Le Parti québécois de Pauline Marois a subi lundi une défaite historique, sa pire depuis les toutes premières élections auxquelles il avait participé en 1970: 25,4% des suffrages pour former de justesse l’opposition officielle avec 30 députés à l’Assemblée nationale.

Le Parti libéral du nouveau chef Philippe Couillard, 18 mois seulement après avoir été envoyé au purgatoire après la crise étudiante et divers scandales de corruption, reprend le pouvoir avec 70 élus (41,5% des voix), promettant une stabilité et une prospérité dont les Québécois semblaient avoir grand besoin.

Contre toutes attentes au début de cette campagne de seulement 33 jours, François Legault a profité d’une bonne performance au deuxième débat des chefs pour trouver le vent et faire élire 22 députés de sa Coalition Avenir Québec, 3 de plus qu’en 2012, avec cependant 23,1% des voix, 4 points de moins.

Un grand nombre de Québécois favorisent donc encore une «troisième voie» entre les sociaux-démocrates souverainistes et les libéraux fédéralistes. À lui de la préciser.

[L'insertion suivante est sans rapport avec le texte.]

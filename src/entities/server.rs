// Server Entity - VM inventory rows imported from the virtualization export
//
// The customer column feeds identity resolution; every row leaves the import
// with a customer_id foreign key, falling back to the Unknown sentinel when
// the column is blank.

use std::io;
use std::path::Path;

use chrono::Utc;
use rusqlite::{params, Connection};
use serde::{Deserialize, Serialize};
use tracing::warn;

use crate::config::ResolverConfig;
use crate::db::SqliteCustomerStore;
use crate::entities::{parse_float, parse_int, ImportError, ImportSummary, RowMapper};
use crate::resolver::CustomerResolver;

// Accepted CSV header spellings per field
const CUSTOMER: &[&str] = &["Customer", "customer"];
const VM_NAME: &[&str] = &["VM Name", "vm_name"];
const HOST: &[&str] = &["Host", "host"];
const IP_ADDRESSES: &[&str] = &["IP Addresses", "ip_addresses"];
const CORES: &[&str] = &["Cores", "cores"];
const MEMORY_CAPACITY: &[&str] = &["Memory Capacity", "memory_capacity"];
const STORAGE_USED: &[&str] = &["Storage Used (GiB)", "storage_used_gib"];
const STORAGE_PROVISIONED: &[&str] = &["Storage Provisioned (GiB)", "storage_provisioned_gib"];
const ASSIGNED_ENGINEER: &[&str] = &["Assigned Engineer", "assigned_engineer"];

/// One server row, typed before it reaches the resolver.
///
/// `customer` keeps the raw imported string (the resolution memo is keyed by
/// it); the resolved id is attached at insert time.
#[derive(Debug, Clone, PartialEq, Serialize, Deserialize)]
pub struct ServerRecord {
    pub customer: String,
    pub vm_name: Option<String>,
    pub host: Option<String>,
    pub ip_addresses: Option<String>,
    pub cores: i64,
    pub memory_capacity: Option<String>,
    pub storage_used_gib: f64,
    pub storage_provisioned_gib: f64,
    pub assigned_engineer: Option<String>,
}

fn read_csv<R: io::Read>(reader: R) -> Result<Vec<ServerRecord>, ImportError> {
    let mut rdr = csv::Reader::from_reader(reader);
    let mapper = RowMapper::new(rdr.headers()?);

    if !mapper.has_any(CUSTOMER) {
        warn!("servers CSV has no recognizable customer column; all rows will resolve to the sentinel customer");
    }

    let mut records = Vec::new();
    for result in rdr.records() {
        let row = result?;
        records.push(ServerRecord {
            customer: mapper.get(&row, CUSTOMER).unwrap_or("").to_string(),
            vm_name: mapper.get(&row, VM_NAME).map(str::to_string),
            host: mapper.get(&row, HOST).map(str::to_string),
            ip_addresses: mapper.get(&row, IP_ADDRESSES).map(str::to_string),
            cores: parse_int(mapper.get(&row, CORES)),
            memory_capacity: mapper.get(&row, MEMORY_CAPACITY).map(str::to_string),
            storage_used_gib: parse_float(mapper.get(&row, STORAGE_USED)),
            storage_provisioned_gib: parse_float(mapper.get(&row, STORAGE_PROVISIONED)),
            assigned_engineer: mapper.get(&row, ASSIGNED_ENGINEER).map(str::to_string),
        });
    }
    Ok(records)
}

/// Import a servers CSV: resolve customer names in one batch, insert every
/// row with its customer_id, all inside a single transaction.
pub fn import_servers<R: io::Read>(
    conn: &mut Connection,
    reader: R,
    config: &ResolverConfig,
) -> Result<ImportSummary, ImportError> {
    // Parse the whole file before any write so a malformed CSV imports nothing
    let records = read_csv(reader)?;

    let tx = conn.transaction()?;
    let summary = {
        let mut resolver =
            CustomerResolver::with_config(SqliteCustomerStore::new(&tx), config);
        resolver.ensure_unknown_customer()?;
        let memo = resolver.process_batch(records.iter().map(|r| r.customer.as_str()))?;

        let now = Utc::now().to_rfc3339();
        for record in &records {
            tx.execute(
                "INSERT INTO servers (
                    customer, customer_id, vm_name, host, ip_addresses, cores,
                    memory_capacity, storage_used_gib, storage_provisioned_gib,
                    assigned_engineer, created_at
                ) VALUES (?1, ?2, ?3, ?4, ?5, ?6, ?7, ?8, ?9, ?10, ?11)",
                params![
                    record.customer,
                    memo[&record.customer],
                    record.vm_name,
                    record.host,
                    record.ip_addresses,
                    record.cores,
                    record.memory_capacity,
                    record.storage_used_gib,
                    record.storage_provisioned_gib,
                    record.assigned_engineer,
                    now,
                ],
            )?;
        }

        ImportSummary {
            rows: records.len(),
            resolution: resolver.stats(),
        }
    };
    tx.commit()?;

    Ok(summary)
}

/// Import a servers CSV from a file on disk.
pub fn import_servers_from_path(
    conn: &mut Connection,
    path: &Path,
    config: &ResolverConfig,
) -> Result<ImportSummary, ImportError> {
    let file = std::fs::File::open(path)?;
    import_servers(conn, file, config)
}

/// Export all servers with the canonical header names.
pub fn export_servers<W: io::Write>(conn: &Connection, writer: W) -> Result<usize, ImportError> {
    let mut wtr = csv::Writer::from_writer(writer);
    wtr.write_record([
        "Customer",
        "VM Name",
        "Host",
        "IP Addresses",
        "Cores",
        "Memory Capacity",
        "Storage Used (GiB)",
        "Storage Provisioned (GiB)",
        "Assigned Engineer",
    ])?;

    let mut stmt = conn.prepare(
        "SELECT customer, vm_name, host, ip_addresses, cores, memory_capacity,
                storage_used_gib, storage_provisioned_gib, assigned_engineer
         FROM servers ORDER BY id",
    )?;
    let rows = stmt.query_map([], |row| {
        Ok(ServerRecord {
            customer: row.get(0)?,
            vm_name: row.get(1)?,
            host: row.get(2)?,
            ip_addresses: row.get(3)?,
            cores: row.get(4)?,
            memory_capacity: row.get(5)?,
            storage_used_gib: row.get(6)?,
            storage_provisioned_gib: row.get(7)?,
            assigned_engineer: row.get(8)?,
        })
    })?;

    let mut count = 0;
    for row in rows {
        let record = row?;
        let cores = record.cores.to_string();
        let used = record.storage_used_gib.to_string();
        let provisioned = record.storage_provisioned_gib.to_string();
        wtr.write_record([
            record.customer.as_str(),
            record.vm_name.as_deref().unwrap_or(""),
            record.host.as_deref().unwrap_or(""),
            record.ip_addresses.as_deref().unwrap_or(""),
            cores.as_str(),
            record.memory_capacity.as_deref().unwrap_or(""),
            used.as_str(),
            provisioned.as_str(),
            record.assigned_engineer.as_deref().unwrap_or(""),
        ])?;
        count += 1;
    }
    wtr.flush()?;

    Ok(count)
}

// ============================================================================
// TESTS
// ============================================================================

#[cfg(test)]
mod tests {
    use super::*;
    use crate::db::{count_customers, setup_database};
    use std::io::Write;

    fn open_test_db() -> Connection {
        let conn = Connection::open_in_memory().unwrap();
        setup_database(&conn).unwrap();
        conn
    }

    fn count_servers(conn: &Connection) -> i64 {
        conn.query_row("SELECT COUNT(*) FROM servers", [], |row| row.get(0))
            .unwrap()
    }

    #[test]
    fn test_round_trip_import_shares_customer_ids() {
        let mut conn = open_test_db();
        let csv = "\
Customer,VM Name,Cores
Acme Corp,web-01,4
Acme Corp,web-02,8
Beta LLC,db-01,16
";
        let summary =
            import_servers(&mut conn, csv.as_bytes(), &ResolverConfig::default()).unwrap();
        assert_eq!(summary.rows, 3);
        assert_eq!(summary.resolution.created, 2);

        // 2 named customers + the Unknown sentinel
        assert_eq!(count_customers(&conn).unwrap(), 3);

        let ids: Vec<i64> = {
            let mut stmt = conn
                .prepare("SELECT customer_id FROM servers ORDER BY id")
                .unwrap();
            stmt.query_map([], |row| row.get(0))
                .unwrap()
                .map(Result::unwrap)
                .collect()
        };
        assert_eq!(ids[0], ids[1]);
        assert_ne!(ids[0], ids[2]);
    }

    #[test]
    fn test_blank_customer_rows_link_to_unknown() {
        let mut conn = open_test_db();
        let csv = "\
Customer,VM Name
,orphan-01
Acme Corp,web-01
";
        import_servers(&mut conn, csv.as_bytes(), &ResolverConfig::default()).unwrap();

        let unknown_id: i64 = conn
            .query_row(
                "SELECT id FROM customers WHERE name = 'Unknown'",
                [],
                |row| row.get(0),
            )
            .unwrap();
        let orphan_customer: i64 = conn
            .query_row(
                "SELECT customer_id FROM servers WHERE vm_name = 'orphan-01'",
                [],
                |row| row.get(0),
            )
            .unwrap();
        assert_eq!(orphan_customer, unknown_id);
    }

    #[test]
    fn test_typo_in_second_import_reuses_customer() {
        let mut conn = open_test_db();
        let first = "Customer,VM Name\nAcme Corporation,web-01\n";
        import_servers(&mut conn, first.as_bytes(), &ResolverConfig::default()).unwrap();

        let second = "Customer,VM Name\nAcme Corporaton,web-02\n";
        let summary =
            import_servers(&mut conn, second.as_bytes(), &ResolverConfig::default()).unwrap();

        assert_eq!(summary.resolution.matched_fuzzy, 1);
        assert_eq!(summary.resolution.created, 0);

        let distinct: i64 = conn
            .query_row(
                "SELECT COUNT(DISTINCT customer_id) FROM servers",
                [],
                |row| row.get(0),
            )
            .unwrap();
        assert_eq!(distinct, 1);
    }

    #[test]
    fn test_malformed_csv_imports_nothing() {
        let mut conn = open_test_db();
        // Second row has a ragged field count
        let csv = "Customer,VM Name\nAcme Corp,web-01\nBeta LLC\n";

        let result = import_servers(&mut conn, csv.as_bytes(), &ResolverConfig::default());
        assert!(matches!(result, Err(ImportError::Csv(_))));

        // Atomic failure: no rows, no customers, no sentinel
        assert_eq!(count_servers(&conn), 0);
        assert_eq!(count_customers(&conn).unwrap(), 0);
    }

    #[test]
    fn test_snake_case_headers_are_accepted() {
        let mut conn = open_test_db();
        let csv = "customer,vm_name,cores\nAcme Corp,web-01,4\n";
        let summary =
            import_servers(&mut conn, csv.as_bytes(), &ResolverConfig::default()).unwrap();
        assert_eq!(summary.rows, 1);

        let vm_name: String = conn
            .query_row("SELECT vm_name FROM servers", [], |row| row.get(0))
            .unwrap();
        assert_eq!(vm_name, "web-01");
    }

    #[test]
    fn test_import_from_path() {
        let mut conn = open_test_db();

        let mut file = tempfile::NamedTempFile::new().unwrap();
        write!(file, "Customer,VM Name\nAcme Corp,web-01\n").unwrap();

        let summary =
            import_servers_from_path(&mut conn, file.path(), &ResolverConfig::default()).unwrap();
        assert_eq!(summary.rows, 1);
    }

    #[test]
    fn test_export_round_trips_rows() {
        let mut conn = open_test_db();
        let csv = "\
Customer,VM Name,Cores,Storage Used (GiB)
Acme Corp,web-01,4,120.5
Beta LLC,db-01,16,800
";
        import_servers(&mut conn, csv.as_bytes(), &ResolverConfig::default()).unwrap();

        let mut out = Vec::new();
        let count = export_servers(&conn, &mut out).unwrap();
        assert_eq!(count, 2);

        let text = String::from_utf8(out).unwrap();
        let mut lines = text.lines();
        assert!(lines.next().unwrap().starts_with("Customer,VM Name,Host"));
        assert!(text.contains("Acme Corp,web-01"));
        assert!(text.contains("120.5"));
    }
}
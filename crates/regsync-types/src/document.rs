//! The declarative sync document delivered by config providers.

use crate::defaults;
use crate::duration::parse_interval;
use crate::endpoint::ResourceEndpoint;
use crate::matching::Match;
use crate::ParseError;
use serde::{Deserialize, Serialize};
use std::collections::BTreeMap;
use std::fmt;
use std::time::Duration;

/// One source → destination synchronization rule set.
///
/// Identity is the name; two tasks with the same name are compared by
/// full value when diffing revisions.
#[derive(Debug, Clone, Default, PartialEq, Eq, Hash, Serialize, Deserialize)]
pub struct SyncTask {
    pub name: String,
    #[serde(default)]
    pub enable: bool,
    #[serde(default)]
    pub source: ResourceEndpoint,
    #[serde(default)]
    pub destination: ResourceEndpoint,
    #[serde(rename = "match", default)]
    pub matches: Vec<Match>,
}

impl SyncTask {
    pub fn new(
        name: impl Into<String>,
        source: ResourceEndpoint,
        destination: ResourceEndpoint,
    ) -> Self {
        Self {
            name: name.into(),
            enable: true,
            source,
            destination,
            matches: Vec::new(),
        }
    }

    pub fn with_match(mut self, m: Match) -> Self {
        self.matches.push(m);
        self
    }

    /// Matches that actually select something.
    pub fn active_matches(&self) -> impl Iterator<Item = &Match> {
        self.matches.iter().filter(|m| !m.is_empty())
    }
}

/// How workers move data.
#[derive(Debug, Clone, Copy, PartialEq, Eq, Hash, PartialOrd, Ord, Serialize, Deserialize)]
#[serde(rename_all = "lowercase")]
pub enum MethodType {
    /// Periodic full-state reconciliation.
    Pull,
    /// Event subscription on the source.
    Watch,
    #[serde(other)]
    Unknown,
}

impl fmt::Display for MethodType {
    fn fmt(&self, f: &mut fmt::Formatter<'_>) -> fmt::Result {
        let s = match self {
            MethodType::Pull => "pull",
            MethodType::Watch => "watch",
            MethodType::Unknown => "unknown",
        };
        write!(f, "{}", s)
    }
}

#[derive(Debug, Clone, PartialEq, Eq, Hash, Serialize, Deserialize)]
pub struct Method {
    #[serde(rename = "type")]
    pub method_type: MethodType,
    #[serde(default)]
    pub enable: bool,
    #[serde(default, skip_serializing_if = "Option::is_none")]
    pub interval: Option<String>,
}

impl Method {
    pub fn pull(interval: impl Into<String>) -> Self {
        Self {
            method_type: MethodType::Pull,
            enable: true,
            interval: Some(interval.into()),
        }
    }

    pub fn watch() -> Self {
        Self {
            method_type: MethodType::Watch,
            enable: true,
            interval: None,
        }
    }

    /// Pull period, defaulting to five minutes.
    pub fn pull_interval(&self) -> Duration {
        parse_interval(self.interval.as_deref(), defaults::PULL_INTERVAL_MS)
    }
}

#[derive(Debug, Clone, PartialEq, Eq, Serialize, Deserialize)]
pub struct HealthCheckConfig {
    #[serde(default)]
    pub enable: bool,
    #[serde(default, skip_serializing_if = "Option::is_none")]
    pub interval: Option<String>,
}

impl HealthCheckConfig {
    /// Probe period, defaulting to five seconds.
    pub fn interval(&self) -> Duration {
        parse_interval(self.interval.as_deref(), defaults::HEALTH_CHECK_INTERVAL_MS)
    }
}

/// Kind of stat reporter.
#[derive(Debug, Clone, Copy, PartialEq, Eq, Hash, PartialOrd, Ord, Serialize, Deserialize)]
#[serde(rename_all = "lowercase")]
pub enum TargetType {
    /// Renders batches to the stat log.
    File,
    #[serde(other)]
    Unknown,
}

impl fmt::Display for TargetType {
    fn fmt(&self, f: &mut fmt::Formatter<'_>) -> fmt::Result {
        let s = match self {
            TargetType::File => "file",
            TargetType::Unknown => "unknown",
        };
        write!(f, "{}", s)
    }
}

#[derive(Debug, Clone, PartialEq, Eq, Hash, Serialize, Deserialize)]
pub struct ReportTarget {
    #[serde(rename = "type")]
    pub target_type: TargetType,
    #[serde(default)]
    pub enable: bool,
    #[serde(default)]
    pub options: BTreeMap<String, String>,
}

impl ReportTarget {
    pub fn new(target_type: TargetType) -> Self {
        Self {
            target_type,
            enable: true,
            options: BTreeMap::new(),
        }
    }
}

#[derive(Debug, Clone, Default, PartialEq, Eq, Serialize, Deserialize)]
pub struct ReportConfig {
    #[serde(default, skip_serializing_if = "Option::is_none")]
    pub interval: Option<String>,
    #[serde(default)]
    pub targets: Vec<ReportTarget>,
}

impl ReportConfig {
    /// Flush period, defaulting to sixty seconds.
    pub fn interval(&self) -> Duration {
        parse_interval(self.interval.as_deref(), defaults::REPORT_INTERVAL_MS)
    }
}

/// The desired state of the whole service.
#[derive(Debug, Clone, Default, PartialEq, Eq, Serialize, Deserialize)]
#[serde(rename_all = "camelCase")]
pub struct SyncDocument {
    /// Registry synchronization tasks.
    #[serde(default)]
    pub tasks: Vec<SyncTask>,

    /// Configuration-file synchronization tasks.
    #[serde(default)]
    pub config_tasks: Vec<SyncTask>,

    #[serde(default)]
    pub methods: Vec<Method>,

    #[serde(default, skip_serializing_if = "Option::is_none")]
    pub health_check: Option<HealthCheckConfig>,

    #[serde(default, skip_serializing_if = "Option::is_none")]
    pub report: Option<ReportConfig>,
}

impl SyncDocument {
    pub fn from_json(bytes: &[u8]) -> Result<Self, ParseError> {
        serde_json::from_slice(bytes).map_err(|e| ParseError::InvalidDocument(e.to_string()))
    }

    pub fn from_yaml(bytes: &[u8]) -> Result<Self, ParseError> {
        serde_yaml::from_slice(bytes).map_err(|e| ParseError::InvalidDocument(e.to_string()))
    }

    /// Parses YAML when `path` ends in `.yaml`/`.yml`, JSON otherwise.
    pub fn from_path_bytes(path: &str, bytes: &[u8]) -> Result<Self, ParseError> {
        let lower = path.to_ascii_lowercase();
        if lower.ends_with(".yaml") || lower.ends_with(".yml") {
            Self::from_yaml(bytes)
        } else {
            Self::from_json(bytes)
        }
    }

    pub fn to_json_pretty(&self) -> Result<String, ParseError> {
        serde_json::to_string_pretty(self).map_err(|e| ParseError::InvalidDocument(e.to_string()))
    }
}

#[cfg(test)]
mod tests {
    use super::*;
    use crate::{Group, ResourceType};
    use pretty_assertions::assert_eq;

    const SAMPLE: &str = r#"{
        "tasks": [{
            "name": "nacos-to-polaris",
            "enable": true,
            "source": {"name": "nacos", "type": "nacos", "addresses": ["127.0.0.1:8848"]},
            "destination": {
                "name": "polaris", "type": "polaris", "addresses": ["127.0.0.1:8090"],
                "authorization": {"token": "abc"}
            },
            "match": [{"namespace": "public", "service": "orders", "groups": [{"name": "canary"}]}]
        }],
        "methods": [{"type": "watch", "enable": true}, {"type": "pull", "enable": true, "interval": "60s"}],
        "healthCheck": {"enable": true},
        "report": {"interval": "1m", "targets": [{"type": "file", "enable": true}]}
    }"#;

    #[test]
    fn test_parse_json_document() {
        let doc = SyncDocument::from_json(SAMPLE.as_bytes()).unwrap();
        assert_eq!(doc.tasks.len(), 1);
        let task = &doc.tasks[0];
        assert_eq!(task.source.resource_type, ResourceType::Nacos);
        assert_eq!(
            task.destination.authorization.as_ref().and_then(|a| a.token.as_deref()),
            Some("abc")
        );
        assert_eq!(task.matches[0].groups, vec![Group::new("canary")]);
        assert_eq!(doc.methods[1].pull_interval(), Duration::from_secs(60));
        assert_eq!(
            doc.health_check.as_ref().map(HealthCheckConfig::interval),
            Some(Duration::from_secs(5))
        );
        assert_eq!(doc.report.as_ref().map(ReportConfig::interval), Some(Duration::from_secs(60)));
        assert!(doc.config_tasks.is_empty());
    }

    #[test]
    fn test_parse_yaml_document() {
        let yaml = r#"
configTasks:
  - name: etcd-sync
    enable: true
    source: {name: etcd, type: etcd, addresses: ["127.0.0.1:2379"]}
    destination: {name: polaris, type: polaris, addresses: ["127.0.0.1:8093"]}
    match:
      - namespace: default
        configGroup: app
methods:
  - type: pull
    enable: true
"#;
        let doc = SyncDocument::from_path_bytes("sync.yml", yaml.as_bytes()).unwrap();
        assert_eq!(doc.config_tasks[0].matches[0].name, "app");
        assert_eq!(doc.methods[0].pull_interval(), Duration::from_secs(300));
    }

    #[test]
    fn test_unknown_method_type() {
        let doc = SyncDocument::from_json(br#"{"methods":[{"type":"push","enable":true}]}"#).unwrap();
        assert_eq!(doc.methods[0].method_type, MethodType::Unknown);
    }

    #[test]
    fn test_invalid_document() {
        assert!(SyncDocument::from_json(b"{not json").is_err());
    }

    #[test]
    fn test_json_roundtrip_preserves_equality() {
        let doc = SyncDocument::from_json(SAMPLE.as_bytes()).unwrap();
        let text = doc.to_json_pretty().unwrap();
        assert_eq!(SyncDocument::from_json(text.as_bytes()).unwrap(), doc);
    }
}
//! Config provider implementations shipped with the daemon.

pub mod file;

pub use file::FileConfigProvider;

Enfin, grâce à Françoise David, le parti de «gauche, écologiste, féministe, souverainiste» Québec solidaire s’incruste lui aussi dans le paysage politique québécois, avec 7,6% du vote et maintenant 3 députés du Plateau et de ses alentours (la nouvelle élue avec une marge de quelques dizaines de voix seulement sur ses adversaires libérale et péquiste).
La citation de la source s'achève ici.